How would you put it on external HDD in hassio?

I run it on a hexacore i7 (though in VM on Ubuntu) next to a windows server VM and a standard Windows 10 VM.

Works perfectly fine whilst not bothering the other VM’s. I have assigned it 6GB of RAM and 8 virtual cores. Works fine for me, my setup has over 10.000 lines of code and no issues here. My lovelace.yaml alone is over 5000 lines.

HA starts in around 15 seconds (frontend available) and is fully functional/loaded within 30 seconds. I would recommend using decent hardware over any Pi.

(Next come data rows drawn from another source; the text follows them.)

use crate::{controlplane::ControlPlane, Error, Result};
use std::{
    collections::BTreeMap,
    fs,
    path::{Path, PathBuf},
};

/// Name of the component holding the core mesh resources. Its sub-charts are
/// rendered under `mesh/charts/<name>` keys.
pub static CORE_COMPONENT: &str = "mesh";
/// Name of the trailing add-on component, rendered only when enabled.
pub static ADDON_COMPONENT: &str = "metering";

/// A rendered manifest document. Only names ending in `.yaml` carry
/// resources; anything else (NOTES.txt and friends) is skipped downstream.
#[derive(Clone, Debug, PartialEq, Eq)]
pub struct Manifest {
    pub name: String,
    pub content: String,
}

/// Component name to its ordered rendered manifests.
pub type Renderings = BTreeMap<String, Vec<Manifest>>;

/// Boundary to the template renderer. Rendering is a pure function of the
/// desired state; all failures are fatal for the pass since nothing can be
/// safely reconciled from a partial rendering.
pub trait Renderer: Send + Sync {
    fn render(&self, instance: &ControlPlane) -> Result<Renderings>;
}

/// Renderer returning a fixed set of manifests, for tests.
pub struct StaticRenderer {
    renderings: Renderings,
}

impl StaticRenderer {
    #[must_use]
    pub fn new(renderings: Renderings) -> StaticRenderer {
        StaticRenderer { renderings }
    }
}

impl Renderer for StaticRenderer {
    fn render(&self, _instance: &ControlPlane) -> Result<Renderings> {
        Ok(self.renderings.clone())
    }
}

/// Reads pre-rendered component manifests from a charts directory. Every
/// directory containing `.yaml` files becomes a component named by its path
/// relative to the root, e.g. `mesh/charts/cert-authority`. The metering
/// add-on tree is only picked up when its values enable it.
pub struct FileRenderer {
    root: PathBuf,
}

impl FileRenderer {
    #[must_use]
    pub fn new(root: PathBuf) -> FileRenderer {
        FileRenderer { root }
    }

    fn collect_tree(&self, component: &str, out: &mut Renderings, errors: &mut Vec<String>) {
        let dir = self.root.join(component);
        if !dir.is_dir() {
            errors.push(format!("chart directory {} is missing", dir.display()));
            return;
        }
        self.collect_dir(&dir, component, out, errors);
    }

    fn collect_dir(&self, dir: &Path, component: &str, out: &mut Renderings, errors: &mut Vec<String>) {
        let entries = match fs::read_dir(dir) {
            Ok(entries) => entries,
            Err(e) => {
                errors.push(format!("reading {}: {e}", dir.display()));
                return;
            }
        };
        let mut paths: Vec<PathBuf> = entries.filter_map(|e| e.ok().map(|e| e.path())).collect();
        paths.sort();
        for path in paths {
            let name = path
                .file_name()
                .and_then(|n| n.to_str())
                .unwrap_or_default()
                .to_string();
            if path.is_dir() {
                self.collect_dir(&path, &format!("{component}/{name}"), out, errors);
            } else if name.ends_with(".yaml") {
                match fs::read_to_string(&path) {
                    Ok(content) => out
                        .entry(component.to_string())
                        .or_default()
                        .push(Manifest { name, content }),
                    Err(e) => errors.push(format!("reading {}: {e}", path.display())),
                }
            }
        }
    }
}

impl Renderer for FileRenderer {
    fn render(&self, instance: &ControlPlane) -> Result<Renderings> {
        let mut out = Renderings::new();
        let mut errors = Vec::new();
        self.collect_tree(CORE_COMPONENT, &mut out, &mut errors);
        if is_enabled(instance.spec.metering.as_ref()) {
            self.collect_tree(ADDON_COMPONENT, &mut out, &mut errors);
        }
        if errors.is_empty() {
            Ok(out)
        } else {
            Err(Error::RenderError(errors.join("; ")))
        }
    }
}

/// A values block opts in only with an explicit `enabled: true`.
pub fn is_enabled(values: Option<&serde_json::Map<String, serde_json::Value>>) -> bool {
    values
        .and_then(|v| v.get("enabled"))
        .and_then(serde_json::Value::as_bool)
        .unwrap_or(false)
}
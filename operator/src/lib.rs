use async_trait::async_trait;
use kube::runtime::controller::Action;
use manager::Context;
use std::sync::Arc;
use thiserror::Error;

#[derive(Error, Debug)]
pub enum Error {
    #[error("SerializationError: {0}")]
    SerializationError(#[source] serde_json::Error),

    #[error("Kube Error: {0}")]
    KubeError(#[source] kube::Error),

    #[error("Reconcile Error: {0}")]
    ReconcileError(#[source] common::Error),

    #[error("Finalizer Error: {0}")]
    // NB: awkward type because finalizer::Error embeds the reconciler error (which is this)
    // so boxing this error to break cycles
    FinalizerError(#[source] Box<kube::runtime::finalizer::Error<Error>>),
}
pub type Result<T, E = Error> = std::result::Result<T, E>;

impl Error {
    #[must_use]
    pub fn metric_label(&self) -> String {
        format!("{self:?}")
            .split(['(', ' ', '{'])
            .next()
            .unwrap_or("other")
            .to_lowercase()
    }
}

#[async_trait]
pub trait Reconciler {
    async fn reconcile(&self, ctx: Arc<Context>) -> Result<Action>;
    async fn cleanup(&self, ctx: Arc<Context>) -> Result<Action>;
}

pub static CONTROLPLANE_FINALIZER: &str = "controlplanes.stratum.io";

pub mod controlplane;
pub mod events;
pub mod hooks;
pub mod manifests;
pub mod reconciler;

/// State machinery for kube, as exposeable to actix
pub mod manager;
pub use manager::Manager;

/// Generated type, for crdgen
pub use common::controlplane::ControlPlane;

/// Log and trace integrations
pub mod telemetry;

/// Metrics
mod metrics;
pub use metrics::Metrics;
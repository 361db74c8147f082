//! Manifest processing for one component: parse the rendered documents,
//! reconcile every object against live state, and prune whatever the
//! previous pass tracked that is no longer rendered. Errors are aggregated
//! per component; every processable object is attempted.

use crate::reconciler::ControlPlaneReconciler;
use common::{
    controlplane::{
        update_delete_status, update_reconcile_status, ComponentStatus, ConditionStatus,
        ConditionType, ResourceStatus,
    },
    k8sgeneric::{compute_patch, set_annotation, set_label, stamp_last_applied},
    renderer::Manifest,
    resourcekey::ResourceKey,
    yamlhandler, Error, Result, GENERATION_ANNOTATION, OWNER_LABEL,
};
use kube::api::DynamicObject;
use std::collections::BTreeSet;
use tracing::{debug, error, info, warn};

impl ControlPlaneReconciler<'_> {
    /// Reconciles one component. With no renderings and no tracked
    /// resources this is a no-op; with no renderings but tracked resources
    /// the deletion branch still runs, so a fully removed component is torn
    /// down rather than skipped.
    pub(crate) async fn process_component(&mut self, component: &str) -> Result<()> {
        let renderings = self.renderings.get(component).cloned().unwrap_or_default();
        let prior = self.prior.find_component(component).cloned();
        if renderings.is_empty() && prior.as_ref().map_or(true, |p| p.resources.is_empty()) {
            debug!(component, "no renderings for component");
            return Ok(());
        }

        info!(component, "reconciling component resources");
        let mut prior = prior.unwrap_or_else(|| ComponentStatus::new(component));
        prior.status.remove_condition(ConditionType::Reconciled);

        let (mut next, result) = self.process_manifests(&renderings, &prior).await;
        next.status.observed_generation = self.generation;

        if !renderings.is_empty() && result.is_ok() {
            if let Err(e) = self.hooks.post_install(self.api, component, &next).await {
                if e.is_not_ready() {
                    info!(component, "component is not ready yet: {e}");
                } else {
                    error!(component, "component post-processing failed: {e}");
                }
                return Err(e);
            }
        }

        if !next.resources.is_empty() || !renderings.is_empty() {
            self.status.components.push(next);
        }
        info!(component, "component reconciliation complete");
        result
    }

    async fn process_manifests(
        &mut self,
        renderings: &[Manifest],
        prior: &ComponentStatus,
    ) -> (ComponentStatus, Result<()>) {
        let mut errors: Vec<Error> = Vec::new();
        let mut seen: BTreeSet<ResourceKey> = BTreeSet::new();
        let mut next = ComponentStatus {
            name: prior.name.clone(),
            status: prior.status.clone(),
            resources: Vec::new(),
        };

        for manifest in renderings {
            if !manifest.name.ends_with(".yaml") {
                debug!(manifest = %manifest.name, "skipping rendering");
                continue;
            }
            debug!(manifest = %manifest.name, "processing resources from manifest");
            let (objects, parse_errors) = yamlhandler::parse_objects(&manifest.content);
            for e in parse_errors {
                error!(manifest = %manifest.name, "unable to parse object: {e}");
                errors.push(e);
            }
            for mut obj in objects {
                if let Err(e) = self.process_object(&mut obj, &mut seen, prior, &mut next).await {
                    errors.push(e);
                }
            }
        }

        self.prune_removed(&seen, prior, &mut next, &mut errors).await;

        let result = common::aggregate(errors);
        if !renderings.is_empty() {
            update_reconcile_status(&mut next.status, result.as_ref().err());
        } else {
            // absence of renderings means the component is being torn down
            update_delete_status(&mut next.status, result.as_ref().err());
        }
        (next, result)
    }

    async fn process_object(
        &self,
        obj: &mut DynamicObject,
        seen: &mut BTreeSet<ResourceKey>,
        prior: &ComponentStatus,
        next: &mut ComponentStatus,
    ) -> Result<()> {
        let key = ResourceKey::from_object(obj)?;
        let namespace = self.namespace();

        // cross-namespace and cluster-scoped objects cannot carry an owner
        // reference; the generation annotation is their only prune signal
        if obj.metadata.namespace.as_deref() == Some(namespace.as_str()) {
            obj.metadata.owner_references = Some(vec![self.owner_ref.clone()]);
        }
        set_label(obj, OWNER_LABEL, &namespace);
        set_annotation(obj, GENERATION_ANNOTATION, &self.generation.to_string());

        debug!(resource = %key, "beginning reconciliation of resource");
        seen.insert(key.clone());
        let resource = key.to_string();
        let mut status = prior
            .find_resource(&resource)
            .cloned()
            .unwrap_or_else(|| ResourceStatus::new(resource));

        if let Err(e) = self.hooks.object.pre_process(self.api, obj).await {
            error!(resource = %key, "error preprocessing object: {e}");
            update_reconcile_status(&mut status.status, Some(&e));
            next.push_resource(status);
            return Err(e);
        }

        if let Err(e) = stamp_last_applied(obj) {
            update_reconcile_status(&mut status.status, Some(&e));
            next.push_resource(status);
            return Err(e);
        }

        let mut changed = true;
        let result: Result<()> = match self.api.get(&key).await {
            Ok(None) => {
                info!(resource = %key, "creating resource");
                match self.api.create(obj).await {
                    Ok(_) => {
                        status.status.observed_generation = 1;
                        if let Err(e) = self.hooks.object.on_created(self.api, obj).await {
                            error!(resource = %key, "unexpected error occurred during postprocessing of new resource: {e}");
                        }
                        Ok(())
                    }
                    Err(e) => {
                        error!(resource = %key, "unexpected error occurred during creation of new resource: {e}");
                        Err(e)
                    }
                }
            }
            Ok(Some(live)) => match compute_patch(&live, obj) {
                Ok(Some(_patch)) => {
                    info!(resource = %key, "updating existing resource");
                    status.status.remove_condition(ConditionType::Reconciled);
                    self.api.apply(&key, obj).await.map(|_| ())
                }
                // a no-op diff produces no status churn
                Ok(None) => {
                    changed = false;
                    Ok(())
                }
                Err(e) => Err(e),
            },
            Err(e) => Err(e),
        };

        if changed || result.is_err() {
            update_reconcile_status(&mut status.status, result.as_ref().err());
        }
        if let Err(e) = &result {
            error!(resource = %key, "error occurred reconciling resource: {e}");
        }
        next.push_resource(status);
        result
    }

    /// Deletes resources tracked by the previous pass but not rendered in
    /// this one, walking them last-declared-first. Successful deletions are
    /// dropped from the new status; failed ones are carried so the next pass
    /// retries them.
    async fn prune_removed(
        &self,
        seen: &BTreeSet<ResourceKey>,
        prior: &ComponentStatus,
        next: &mut ComponentStatus,
        errors: &mut Vec<Error>,
    ) {
        for status in prior.resources.iter().rev() {
            let key: ResourceKey = match status.resource.parse() {
                Ok(key) => key,
                Err(e) => {
                    warn!(resource = %status.resource, "dropping untracked status entry: {e}");
                    continue;
                }
            };
            if seen.contains(&key) {
                continue;
            }
            // explicitly-False Installed means it was never created or is
            // already deleted
            if status.status.get_condition(ConditionType::Installed).status
                == ConditionStatus::False
            {
                continue;
            }
            info!(resource = %key, "deleting resource");
            match self.api.delete(&key).await {
                Ok(_) => {
                    if let Err(e) = self.hooks.object.on_deleted(self.api, &key.to_stub()).await {
                        error!(resource = %key, "unexpected error occurred during cleanup of deleted resource: {e}");
                    }
                }
                Err(e) => {
                    error!(resource = %key, "error deleting resource: {e}");
                    let mut status = status.clone();
                    update_delete_status(&mut status.status, Some(&e));
                    next.push_resource(status);
                    errors.push(e);
                }
            }
        }
    }
}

I would also recommend a SSD. But that is probably just me, as I prefer SSD’s over HDD’s for ANY operating system.

Though an Intel NUC sounds like the better choice if you seek something that is standalone. But if you want to run multiple VM’s like I do, get server hardware (or consumer hardware that comes close to server hardware, as it saves you a lot of money)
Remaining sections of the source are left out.